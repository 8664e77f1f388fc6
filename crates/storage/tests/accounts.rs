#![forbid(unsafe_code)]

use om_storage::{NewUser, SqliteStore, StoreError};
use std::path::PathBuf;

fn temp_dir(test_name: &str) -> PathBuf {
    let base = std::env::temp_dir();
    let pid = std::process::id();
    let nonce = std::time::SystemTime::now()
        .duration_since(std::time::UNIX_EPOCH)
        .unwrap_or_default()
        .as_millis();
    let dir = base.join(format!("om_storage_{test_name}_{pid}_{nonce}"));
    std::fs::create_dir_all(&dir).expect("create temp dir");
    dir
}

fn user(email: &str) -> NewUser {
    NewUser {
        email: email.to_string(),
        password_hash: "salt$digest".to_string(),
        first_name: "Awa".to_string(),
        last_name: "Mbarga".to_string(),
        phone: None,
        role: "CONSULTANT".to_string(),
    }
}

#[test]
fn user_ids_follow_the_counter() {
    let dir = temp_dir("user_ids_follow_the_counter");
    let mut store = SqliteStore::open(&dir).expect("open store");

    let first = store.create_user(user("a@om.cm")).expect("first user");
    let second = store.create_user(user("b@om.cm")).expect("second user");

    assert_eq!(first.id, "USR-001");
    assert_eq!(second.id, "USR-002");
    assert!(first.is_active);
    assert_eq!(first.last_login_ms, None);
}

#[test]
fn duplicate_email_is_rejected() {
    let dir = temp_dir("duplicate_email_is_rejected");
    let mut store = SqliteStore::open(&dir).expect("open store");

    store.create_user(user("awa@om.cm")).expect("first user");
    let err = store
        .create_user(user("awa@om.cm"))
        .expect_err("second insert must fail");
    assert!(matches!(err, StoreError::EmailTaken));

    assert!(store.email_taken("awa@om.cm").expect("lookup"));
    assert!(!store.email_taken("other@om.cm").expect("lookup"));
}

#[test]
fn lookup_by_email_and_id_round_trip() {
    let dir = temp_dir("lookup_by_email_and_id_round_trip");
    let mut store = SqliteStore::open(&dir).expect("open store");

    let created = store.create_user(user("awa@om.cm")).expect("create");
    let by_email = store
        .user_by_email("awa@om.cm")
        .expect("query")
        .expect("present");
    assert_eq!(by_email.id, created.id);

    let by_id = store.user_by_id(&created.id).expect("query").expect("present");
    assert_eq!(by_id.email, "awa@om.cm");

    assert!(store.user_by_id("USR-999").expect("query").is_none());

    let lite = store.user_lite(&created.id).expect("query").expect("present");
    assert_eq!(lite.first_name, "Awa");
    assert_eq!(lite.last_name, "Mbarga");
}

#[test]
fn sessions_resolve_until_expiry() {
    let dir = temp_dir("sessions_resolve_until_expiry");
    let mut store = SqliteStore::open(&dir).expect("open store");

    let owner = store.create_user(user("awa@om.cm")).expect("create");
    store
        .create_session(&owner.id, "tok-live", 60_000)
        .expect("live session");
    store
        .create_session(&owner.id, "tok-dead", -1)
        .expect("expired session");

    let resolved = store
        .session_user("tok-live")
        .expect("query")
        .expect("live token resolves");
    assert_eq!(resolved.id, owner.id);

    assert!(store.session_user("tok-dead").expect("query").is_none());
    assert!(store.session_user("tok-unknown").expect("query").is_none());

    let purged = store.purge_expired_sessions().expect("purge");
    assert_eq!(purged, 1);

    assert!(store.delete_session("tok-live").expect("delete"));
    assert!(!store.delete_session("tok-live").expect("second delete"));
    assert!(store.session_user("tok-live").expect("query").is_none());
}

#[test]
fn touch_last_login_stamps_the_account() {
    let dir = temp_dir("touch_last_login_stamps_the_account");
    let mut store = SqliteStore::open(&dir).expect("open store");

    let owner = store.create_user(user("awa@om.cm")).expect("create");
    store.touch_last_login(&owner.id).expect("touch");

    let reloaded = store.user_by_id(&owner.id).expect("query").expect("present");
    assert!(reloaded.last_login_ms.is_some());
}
—————
- **ASSIGNMENT**
In the listing above, find each line with the word "reloaded" and copy it out.

- **ANSWER FOR THIS EXERCISE**
    let reloaded = store.user_by_id(&owner.id).expect("query").expect("present");
    assert!(reloaded.last_login_ms.is_some());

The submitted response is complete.